Rust pathogens – even mites – are showing up this fall.

Crop scouts are noting an assortment of challenges facing winter wheat growers this fall. From mites to viruses, there is enough activity that farmers should be out scouting fields.

Pathologists in the High Plains are noting cases of leaf rust and stripe rust in wheat fields from Stillwater, Oklahoma, to near Red Cloud, Nebraska.

Although much of the winter wheat-growing region has been drier than normal, areas where sufficient rain (or even dews) have occurred – combined with warmer-than-usual temperatures – are showing signs of these rust strains, says Bob Hunger, Extension plant pathologist at Oklahoma State University.

Hunger says growers should be wary of the diseases but should hold off on treatment. “I am not a proponent of spraying in the fall to control fall foliar diseases such as leaf rust because leaf rust development slows and stops once we get to winter temperatures, or less than 60˚F.,” he says.
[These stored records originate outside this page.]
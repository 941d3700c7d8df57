//! Identity Provider
//!
//! Token acquisition against Azure AD using the client credentials grant.

use async_trait::async_trait;
use secrecy::ExposeSecret;
use std::collections::VecDeque;
use std::sync::{Arc, Mutex};

use crate::core::{HttpRequest, HttpTransport, ReqwestHttpTransport};
use crate::credentials::{ClientAssertion, Credential, JWT_BEARER_ASSERTION_TYPE};
use crate::error::{create_error_from_response, O365Error, O365Result, ProtocolError};
use crate::types::TokenResponse;

/// Identity provider interface (for dependency injection).
#[async_trait]
pub trait IdentityProvider: Send + Sync {
    /// Acquire an access token for `resource` from `authority`.
    async fn acquire_token(
        &self,
        authority: &str,
        resource: &str,
        credential: &Credential,
    ) -> O365Result<TokenResponse>;
}

/// Azure AD (v1 endpoint) identity provider.
pub struct AzureAdIdentityProvider<T: HttpTransport = ReqwestHttpTransport> {
    transport: Arc<T>,
}

impl AzureAdIdentityProvider<ReqwestHttpTransport> {
    /// Create a provider with the default transport.
    pub fn new() -> O365Result<Self> {
        Ok(Self::with_transport(Arc::new(ReqwestHttpTransport::new()?)))
    }
}

impl<T: HttpTransport> AzureAdIdentityProvider<T> {
    /// Create a provider over a custom transport.
    pub fn with_transport(transport: Arc<T>) -> Self {
        Self { transport }
    }

    /// Token endpoint for an authority.
    pub fn token_endpoint(authority: &str) -> String {
        format!("{}/oauth2/token", authority.trim_end_matches('/'))
    }

    fn build_request_body(
        &self,
        token_endpoint: &str,
        resource: &str,
        credential: &Credential,
    ) -> O365Result<String> {
        let mut form = url::form_urlencoded::Serializer::new(String::new());
        form.append_pair("grant_type", "client_credentials")
            .append_pair("client_id", credential.client_id())
            .append_pair("resource", resource);

        match credential {
            Credential::ClientSecret { client_secret, .. } => {
                form.append_pair("client_secret", client_secret.expose_secret());
            }
            Credential::Certificate(certificate) => {
                let assertion = ClientAssertion::sign(certificate, token_endpoint)?;
                form.append_pair("client_assertion_type", JWT_BEARER_ASSERTION_TYPE)
                    .append_pair("client_assertion", &assertion);
            }
        }

        Ok(form.finish())
    }
}

#[async_trait]
impl<T: HttpTransport> IdentityProvider for AzureAdIdentityProvider<T> {
    async fn acquire_token(
        &self,
        authority: &str,
        resource: &str,
        credential: &Credential,
    ) -> O365Result<TokenResponse> {
        let token_endpoint = Self::token_endpoint(authority);
        let body = self.build_request_body(&token_endpoint, resource, credential)?;

        let request = HttpRequest::post(token_endpoint)
            .header("content-type", "application/x-www-form-urlencoded")
            .header("accept", "application/json")
            .body(body);

        let response = self.transport.send(request).await?;

        if response.status != 200 {
            return Err(create_error_from_response(response.status, &response.body));
        }

        let token_response: TokenResponse = serde_json::from_str(&response.body).map_err(|e| {
            O365Error::Protocol(ProtocolError::InvalidJson {
                message: e.to_string(),
            })
        })?;

        if token_response.access_token.is_empty() {
            return Err(O365Error::Protocol(ProtocolError::MissingField {
                field: "access_token".to_string(),
            }));
        }

        Ok(token_response)
    }
}

/// Recorded `acquire_token` call.
#[derive(Debug, Clone)]
pub struct TokenRequestRecord {
    pub authority: String,
    pub resource: String,
    pub client_id: String,
    pub credential_kind: &'static str,
}

/// Mock identity provider for testing.
///
/// Queued outcomes are returned in FIFO order; with an empty queue every
/// call succeeds with `mock-access-token`.
#[derive(Default)]
pub struct MockIdentityProvider {
    outcomes: Mutex<VecDeque<O365Result<TokenResponse>>>,
    request_history: Mutex<Vec<TokenRequestRecord>>,
}

impl MockIdentityProvider {
    /// Create new mock provider.
    pub fn new() -> Self {
        Self::default()
    }

    /// Queue a successful token.
    pub fn queue_token(&self, access_token: impl Into<String>) -> &Self {
        self.outcomes
            .lock()
            .unwrap()
            .push_back(Ok(TokenResponse::bearer(access_token)));
        self
    }

    /// Queue a failure.
    pub fn queue_error(&self, error: O365Error) -> &Self {
        self.outcomes.lock().unwrap().push_back(Err(error));
        self
    }

    /// Get request history.
    pub fn get_requests(&self) -> Vec<TokenRequestRecord> {
        self.request_history.lock().unwrap().clone()
    }

    /// Number of token requests made.
    pub fn request_count(&self) -> usize {
        self.request_history.lock().unwrap().len()
    }
}

#[async_trait]
impl IdentityProvider for MockIdentityProvider {
    async fn acquire_token(
        &self,
        authority: &str,
        resource: &str,
        credential: &Credential,
    ) -> O365Result<TokenResponse> {
        self.request_history.lock().unwrap().push(TokenRequestRecord {
            authority: authority.to_string(),
            resource: resource.to_string(),
            client_id: credential.client_id().to_string(),
            credential_kind: credential.kind(),
        });

        self.outcomes
            .lock()
            .unwrap()
            .pop_front()
            .unwrap_or_else(|| Ok(TokenResponse::bearer("mock-access-token")))
    }
}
University of Nebraska pathologist Stephen Wegulo notes that stripe rust has been present in western Nebraska wheat fields each of the last four falls, and it has been growing in severity each year. This is the first time it has been noted with widespread severity in eastern Nebraska and the first time stem rust is present throughout the state in fall-planted wheat.

In most cases, older and lower leaves with leaf rust pustules die, but younger leaves will be healthy and green. Folks who graze wheat fields will find that cattle eat up injured leaves (the infections are not harmful to cattle), and the grazing opens up the crop canopy, promoting air circulation that thwarts leaf rust.

Still, keep a watch throughout the winter. Oklahoma State’s Hunger points out that if a mild, damp winter occurs, the rust will survive and inoculum will be present in the spring. Growers should also watch for the presence of spotty leaf diseases such as tan spot and septoria leaf blotch, which usually do not appear until spring.

“Watch these fields starting in late February to see if an application is merited, because control of foliar diseases is much more critical in the spring than in the fall,” Hunger says.

Watch for Winter Mites

If foliar diseases aren't enough, growers also need to be on the lookout for winter mites, reports Kim Kohls, crops agent at Kansas State University’s River Valley Extension office in north-central Kansas.

Kohls found the tiny mites in a field in north-central Kansas. The dark blue insects have bright red-orange legs. They thrive in cool, moist weather and are most often found in loose, sandy, or loamy soils. They feed on plants mostly at night, puncturing leaf tissue and causing the leaves to turn silver-gray. Young plants are most susceptible and may become stunted. Control may be necessary if large portions of a field show symptoms, according to KSU. However, contact your crop protection dealer for control recommendations, as there is a limited number of products labeled for winter mites.  

Colder nighttime temperatures should help thwart the winter mites, Kohls says.